Tiangco ran for mayor of Navotas in 2022, switching places with his brother Toby once again, under Partido Navoteño. He eventually won the elections, earning his fourth nonconsecutive term as mayor. He received 80,908 votes over his closest opponent, RC Cruz of Aksyon, who received 44,970 votes.

==Other endeavors==
Tiangco is the secretary-general of the Philippine Tennis Association. He helped plan and organize the Philippine Women's Open, the first-ever WTA event in the Philippines.

==Awards and recognitions==
Tiangco has been recognized with:
- Bronze Seal of Good Housekeeping (2011)
- Silver Seal of Good Housekeeping (2012)
- Seal of Good Local Governance (2015 & 2017)
- Seal of Child-Friendly City (2016)
- Commission on Audit (COA) Unqualified Opinion (2016, 2017 & 2018)
- NCR Top 1, 2017 BLGF Collection Target for Receipts from Economic Enterprises
- NCR Top 2, 2017 BLGF Collection Target for Total Local Revenues
- 2017 Timely and Accurate Submission of Electronic Statement of Receipts and Expenditures
- Galing Pook Award (2018)
- Seal of Good Education Governance (2018)
- National Anti-Drug Abuse Council Performance Award (2018)
- Most Outstanding Accounting Office (2018)
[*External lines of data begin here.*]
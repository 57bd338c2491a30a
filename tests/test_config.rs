use std::path::Path;

use side_shooter::config::GameConfig;
use side_shooter::error::Error;

#[test]
fn defaults_match_reference_game() {
    let c = GameConfig::default();
    assert_eq!(c.width, 500.0);
    assert_eq!(c.height, 500.0);
    assert_eq!(c.enemy_interval, 1000.0);
    assert_eq!(c.starting_ammo, 20);
    assert_eq!(c.max_ammo, 50);
    assert_eq!(c.ammo_interval, 500.0);
    assert_eq!(c.winning_score, 10);
    assert_eq!(c.time_limit, 15_000.0);
    assert!(c.validate().is_ok());
}

#[test]
fn partial_toml_overrides_only_listed_fields() {
    let c = GameConfig::from_toml("time_limit = 30000.0\nwinning_score = 25\n").unwrap();
    assert_eq!(c.time_limit, 30_000.0);
    assert_eq!(c.winning_score, 25);
    assert_eq!(c.max_ammo, 50);
}

#[test]
fn empty_toml_is_the_default() {
    assert_eq!(GameConfig::from_toml("").unwrap(), GameConfig::default());
}

#[test]
fn malformed_toml_is_a_parse_error() {
    let err = GameConfig::from_toml("width = \"wide\"").unwrap_err();
    assert!(matches!(err, Error::ConfigParse(_)));
}

#[test]
fn non_positive_interval_is_rejected() {
    let err = GameConfig::from_toml("ammo_interval = 0.0").unwrap_err();
    assert!(matches!(err, Error::InvalidConfig(_)));
}

#[test]
fn starting_ammo_above_max_is_rejected() {
    let err = GameConfig::from_toml("starting_ammo = 60").unwrap_err();
    assert!(matches!(err, Error::InvalidConfig(_)));
}

#[test]
fn missing_file_reports_path() {
    let err = GameConfig::load(Path::new("/nonexistent/side_shooter.toml")).unwrap_err();
    assert!(matches!(err, Error::ConfigRead { .. }));
    assert!(err.to_string().contains("/nonexistent/side_shooter.toml"));
}
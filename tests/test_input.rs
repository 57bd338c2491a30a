use crossterm::event::KeyCode;
use side_shooter::input::*;

// ── Key mapping ───────────────────────────────────────────────────────────────

#[test]
fn keycodes_map_to_logical_keys() {
    assert_eq!(Key::from(KeyCode::Up), Key::ArrowUp);
    assert_eq!(Key::from(KeyCode::Char('w')), Key::ArrowUp);
    assert_eq!(Key::from(KeyCode::Down), Key::ArrowDown);
    assert_eq!(Key::from(KeyCode::Char('S')), Key::ArrowDown);
    assert_eq!(Key::from(KeyCode::Char(' ')), Key::Space);
    assert_eq!(Key::from(KeyCode::Left), Key::Other);
    assert_eq!(Key::from(KeyCode::Enter), Key::Other);
}

// ── Held keys ─────────────────────────────────────────────────────────────────

#[test]
fn movement_key_recorded_once() {
    let mut input = InputHandler::new();
    assert_eq!(input.key_down(Key::ArrowUp, 1), None);
    assert_eq!(input.key_down(Key::ArrowUp, 2), None);
    assert_eq!(input.snapshot().len(), 1);
    assert!(input.is_held(Key::ArrowUp));
}

#[test]
fn key_up_releases_only_that_key() {
    let mut input = InputHandler::new();
    input.key_down(Key::ArrowUp, 1);
    input.key_down(Key::ArrowDown, 1);
    input.key_up(Key::ArrowUp);
    let keys = input.snapshot();
    assert!(!keys.contains(Key::ArrowUp));
    assert!(keys.contains(Key::ArrowDown));
}

#[test]
fn releasing_unheld_key_is_no_op() {
    let mut input = InputHandler::new();
    input.key_down(Key::ArrowDown, 1);
    input.key_up(Key::ArrowUp);
    input.key_up(Key::Other);
    assert_eq!(input.snapshot(), HeldKeys::new([Key::ArrowDown]));
}

#[test]
fn unknown_keys_are_ignored() {
    let mut input = InputHandler::new();
    assert_eq!(input.key_down(Key::Other, 1), None);
    input.key_repeat(Key::Other, 2);
    assert!(input.snapshot().is_empty());
}

// ── Fire ──────────────────────────────────────────────────────────────────────

#[test]
fn every_fire_press_raises_a_command() {
    let mut input = InputHandler::new();
    let fired = (0..3)
        .filter_map(|frame| input.key_down(Key::Space, frame))
        .count();
    assert_eq!(fired, 3);
    // Fire is an action, not a held key
    assert!(input.snapshot().is_empty());
}

#[test]
fn fire_command_is_fire() {
    let mut input = InputHandler::new();
    assert_eq!(input.key_down(Key::Space, 1), Some(Command::Fire));
}

// ── Expiry (terminals without release events) ─────────────────────────────────

#[test]
fn stale_keys_expire_after_window() {
    let mut input = InputHandler::new();
    input.key_down(Key::ArrowUp, 10);
    input.expire(14, 4);
    assert!(input.is_held(Key::ArrowUp));
    input.expire(15, 4);
    assert!(!input.is_held(Key::ArrowUp));
}

#[test]
fn repeat_refreshes_held_key() {
    let mut input = InputHandler::new();
    input.key_down(Key::ArrowDown, 10);
    input.key_repeat(Key::ArrowDown, 13);
    input.expire(17, 4);
    assert!(input.is_held(Key::ArrowDown));
}

#[test]
fn snapshot_ignores_later_changes() {
    let mut input = InputHandler::new();
    input.key_down(Key::ArrowUp, 1);
    let keys = input.snapshot();
    input.key_up(Key::ArrowUp);
    assert!(keys.contains(Key::ArrowUp));
}

#[test]
fn held_keys_drop_duplicates_and_non_movement() {
    let keys = HeldKeys::new([Key::ArrowUp, Key::Space, Key::ArrowUp, Key::Other]);
    assert_eq!(keys.len(), 1);
}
==Political controversies==
Controversy arose in July 2011 when a private organization filed a case with the Ombudsman of the Philippines against many prominent figures in the Navotas government for violating Republic Act 3019 (the Anti-Graft and Corrupt Practices Law). The individuals involved include Tiangco, his brother Tobias, vice mayor P. J. Javier, and every member of the city council. They were accused of approving a city resolution that would cause "automatic withdrawal of the recognition and acknowledgement" of the complainant, resulting in significant negative impacts.